Description of the task ▸
From the line below that contains "BarrierPolicy::AnyOf => succeeded" to the line that contains "use pretty_assertions::assert_eq;", repeat every line exactly, both ends included, and nothing else.

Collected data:
//! Per-node status tracking for a run.

use crate::core::{BarrierPolicy, NodeRef, NodeStatus, SkipReason, StageOutcome};
use crate::errors::TransitionError;
use crate::pipeline::Stage;
use chrono::{DateTime, Utc};
use parking_lot::Mutex;
use std::collections::HashMap;

/// Mutable state of one node.
#[derive(Debug, Clone, Default, PartialEq, Eq)]
pub struct NodeRecord {
    /// Current status.
    pub status: NodeStatus,
    /// Attempts started so far.
    pub attempts: u32,
    /// Error of the last attempt, once failed.
    pub error: Option<String>,
    /// Why the node was skipped.
    pub skip_reason: Option<SkipReason>,
    /// When the node started running.
    pub started_at: Option<DateTime<Utc>>,
    /// When the node reached a terminal status.
    pub finished_at: Option<DateTime<Utc>>,
}

/// Status of every node of a run, each behind its own lock.
///
/// Every transition is checked against [`NodeStatus::can_transition_to`]
/// while the node's lock is held, so a status is written at most once per
/// transition.
#[derive(Debug)]
pub struct StatusBoard {
    records: HashMap<NodeRef, Mutex<NodeRecord>>,
}

impl StatusBoard {
    /// Creates a board with every node pending.
    pub fn new(nodes: impl IntoIterator<Item = NodeRef>) -> Self {
        Self {
            records: nodes
                .into_iter()
                .map(|node| (node, Mutex::new(NodeRecord::default())))
                .collect(),
        }
    }

    /// Current status of a node.
    #[must_use]
    pub fn status(&self, node: &NodeRef) -> Option<NodeStatus> {
        self.records.get(node).map(|r| r.lock().status)
    }

    /// Copy of a node's record.
    #[must_use]
    pub fn record(&self, node: &NodeRef) -> Option<NodeRecord> {
        self.records.get(node).map(|r| r.lock().clone())
    }

    /// `Pending -> Running`.
    ///
    /// # Errors
    ///
    /// Returns [`TransitionError`] if the node is not pending.
    pub fn start(&self, node: &NodeRef) -> Result<(), TransitionError> {
        self.transition(node, NodeStatus::Running, |record| {
            record.started_at = Some(Utc::now());
        })
    }

    /// Records the number of the attempt now in flight.
    pub fn note_attempt(&self, node: &NodeRef, attempt: u32) {
        if let Some(record) = self.records.get(node) {
            let mut record = record.lock();
            if record.status == NodeStatus::Running {
                record.attempts = attempt;
            }
        }
    }

    /// `Running -> Succeeded`.
    ///
    /// # Errors
    ///
    /// Returns [`TransitionError`] if the node is not running.
    pub fn succeed(&self, node: &NodeRef, attempts: u32) -> Result<(), TransitionError> {
        self.transition(node, NodeStatus::Succeeded, |record| {
            record.attempts = attempts;
            record.finished_at = Some(Utc::now());
        })
    }

    /// `Running -> Failed`.
    ///
    /// # Errors
    ///
    /// Returns [`TransitionError`] if the node is not running.
    pub fn fail(
        &self,
        node: &NodeRef,
        attempts: u32,
        error: impl Into<String>,
    ) -> Result<(), TransitionError> {
        let error = error.into();
        self.transition(node, NodeStatus::Failed, |record| {
            record.attempts = attempts;
            record.error = Some(error);
            record.finished_at = Some(Utc::now());
        })
    }

    /// `Pending -> Skipped`.
    ///
    /// # Errors
    ///
    /// Returns [`TransitionError`] if the node is not pending.
    pub fn skip(&self, node: &NodeRef, reason: SkipReason) -> Result<(), TransitionError> {
        self.transition(node, NodeStatus::Skipped, |record| {
            record.skip_reason = Some(reason);
            record.finished_at = Some(Utc::now());
        })
    }

    fn transition(
        &self,
        node: &NodeRef,
        next: NodeStatus,
        apply: impl FnOnce(&mut NodeRecord),
    ) -> Result<(), TransitionError> {
        let cell = self
            .records
            .get(node)
            .ok_or_else(|| TransitionError::UnknownNode(node.clone()))?;
        let mut record = cell.lock();
        if !record.status.can_transition_to(next) {
            return Err(TransitionError::Illegal {
                node: node.clone(),
                from: record.status,
                to: next,
            });
        }
        record.status = next;
        apply(&mut record);
        Ok(())
    }

    /// The failed node a node's outcome traces back to.
    ///
    /// A failed node is its own root. A node skipped with `UpstreamFailed` is
    /// followed to its blocker. Any other status has no root failure.
    #[must_use]
    pub fn root_failure(&self, node: &NodeRef) -> Option<NodeRef> {
        let mut current = node.clone();
        for _ in 0..=self.records.len() {
            let record = self.record(&current)?;
            match (record.status, record.skip_reason) {
                (NodeStatus::Failed, _) => return Some(current),
                (NodeStatus::Skipped, Some(SkipReason::UpstreamFailed { node })) => current = node,
                _ => return None,
            }
        }
        None
    }

    /// Root failures of a stage's actions, deduplicated, in declaration order.
    #[must_use]
    pub fn stage_failures(&self, stage: &Stage) -> Vec<NodeRef> {
        let mut roots: Vec<NodeRef> = Vec::new();
        for name in &stage.actions {
            if let Some(root) = self.root_failure(&NodeRef::action(name)) {
                if !roots.contains(&root) {
                    roots.push(root);
                }
            }
        }
        roots
    }

    /// Resolves a stage from the statuses of its actions.
    ///
    /// `Pending` while any action is not terminal. Otherwise `Succeeded` if the
    /// barrier is met, `Failed` if an action failed or was skipped because of
    /// a failure, else `Skipped`. A stage without actions is `Skipped`.
    #[must_use]
    pub fn stage_outcome(&self, stage: &Stage) -> StageOutcome {
        if stage.actions.is_empty() {
            return StageOutcome::Skipped;
        }

        let statuses: Vec<NodeStatus> = stage
            .actions
            .iter()
            .map(|name| self.status(&NodeRef::action(name)).unwrap_or_default())
            .collect();
        if statuses.iter().any(|s| !s.is_terminal()) {
            return StageOutcome::Pending;
        }

        let succeeded = statuses.iter().filter(|s| **s == NodeStatus::Succeeded).count();
        let barrier_met = match stage.barrier {
            BarrierPolicy::AllOf => succeeded == statuses.len(),
            BarrierPolicy::AnyOf => succeeded > 0,
        };

        if barrier_met {
            StageOutcome::Succeeded
        } else if !self.stage_failures(stage).is_empty() {
            StageOutcome::Failed
        } else {
            StageOutcome::Skipped
        }
    }
}

#[cfg(test)]
mod tests {
    use super::*;
    use pretty_assertions::assert_eq;

    fn stage(barrier: BarrierPolicy, actions: &[&str]) -> Stage {
        Stage {
            name: "Source".into(),
            index: 0,
            barrier,
            actions: actions.iter().map(ToString::to_string).collect(),
        }
    }

    #[test]
    fn test_legal_lifecycle() {
        let node = NodeRef::action("Build");
        let board = StatusBoard::new([node.clone()]);

        board.start(&node).unwrap();
        board.note_attempt(&node, 2);
        board.fail(&node, 2, "boom").unwrap();

        let record = board.record(&node).unwrap();
        assert_eq!(record.status, NodeStatus::Failed);
        assert_eq!(record.attempts, 2);
        assert_eq!(record.error.as_deref(), Some("boom"));
        assert!(record.started_at.is_some());
        assert!(record.finished_at.is_some());
    }

    #[test]
    fn test_second_terminal_transition_rejected() {
        let node = NodeRef::action("Deploy");
        let board = StatusBoard::new([node.clone()]);

        board.skip(&node, SkipReason::RunHalted).unwrap();
        let err = board.start(&node).unwrap_err();
        assert_eq!(
            err,
            TransitionError::Illegal {
                node: node.clone(),
                from: NodeStatus::Skipped,
                to: NodeStatus::Running,
            }
        );
        assert_eq!(board.status(&node), Some(NodeStatus::Skipped));
    }

    #[test]
    fn test_unknown_node() {
        let board = StatusBoard::new(Vec::<NodeRef>::new());
        let node = NodeRef::resource("Bucket");
        assert_eq!(board.start(&node), Err(TransitionError::UnknownNode(node)));
    }

    #[test]
    fn test_stage_outcomes() {
        let a = NodeRef::action("A");
        let b = NodeRef::action("B");
        let board = StatusBoard::new([a.clone(), b.clone()]);
        let any_of = stage(BarrierPolicy::AnyOf, &["A", "B"]);
        let all_of = stage(BarrierPolicy::AllOf, &["A", "B"]);

        assert_eq!(board.stage_outcome(&any_of), StageOutcome::Pending);

        board.start(&a).unwrap();
        board.succeed(&a, 1).unwrap();
        board.start(&b).unwrap();
        board.fail(&b, 1, "down").unwrap();

        assert_eq!(board.stage_outcome(&any_of), StageOutcome::Succeeded);
        assert_eq!(board.stage_outcome(&all_of), StageOutcome::Failed);
        assert_eq!(
            board.stage_outcome(&stage(BarrierPolicy::AllOf, &[])),
            StageOutcome::Skipped
        );
    }

    #[test]
    fn test_all_skipped_stage_is_skipped() {
        let a = NodeRef::action("A");
        let board = StatusBoard::new([a.clone()]);
        board.skip(&a, SkipReason::Cancelled).unwrap();
        assert_eq!(
            board.stage_outcome(&stage(BarrierPolicy::AllOf, &["A"])),
            StageOutcome::Skipped
        );
    }

    #[test]
    fn test_skip_after_upstream_failure_fails_stage() {
        let source = NodeRef::action("S3Source");
        let build = NodeRef::action("BuildFromS3");
        let halted = NodeRef::action("Lint");
        let board = StatusBoard::new([source.clone(), build.clone(), halted.clone()]);

        board.start(&source).unwrap();
        board.fail(&source, 1, "gone").unwrap();
        board
            .skip(&build, SkipReason::UpstreamFailed { node: source.clone() })
            .unwrap();
        board.skip(&halted, SkipReason::RunHalted).unwrap();

        assert_eq!(board.root_failure(&build), Some(source.clone()));
        assert_eq!(board.root_failure(&halted), None);
        assert_eq!(
            board.stage_outcome(&stage(BarrierPolicy::AllOf, &["BuildFromS3", "Lint"])),
            StageOutcome::Failed
        );
        assert_eq!(
            board.stage_failures(&stage(BarrierPolicy::AllOf, &["BuildFromS3", "Lint"])),
            vec![source]
        );
        assert_eq!(
            board.stage_outcome(&stage(BarrierPolicy::AllOf, &["Lint"])),
            StageOutcome::Skipped
        );
    }

    #[test]
    fn test_concurrent_start_applies_once() {
        let node = NodeRef::action("Build");
        let board = std::sync::Arc::new(StatusBoard::new([node.clone()]));

        let handles: Vec<_> = (0..8)
            .map(|_| {
                let board = board.clone();
                let node = node.clone();
                std::thread::spawn(move || board.start(&node).is_ok())
            })
            .collect();
        let started = handles.into_iter().filter_map(|h| h.join().ok()).filter(|ok| *ok).count();

        assert_eq!(started, 1);
    }
}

Written reply ▸
            BarrierPolicy::AnyOf => succeeded > 0,
        };

        if barrier_met {
            StageOutcome::Succeeded
        } else if !self.stage_failures(stage).is_empty() {
            StageOutcome::Failed
        } else {
            StageOutcome::Skipped
        }
    }
}

#[cfg(test)]
mod tests {
    use super::*;
    use pretty_assertions::assert_eq;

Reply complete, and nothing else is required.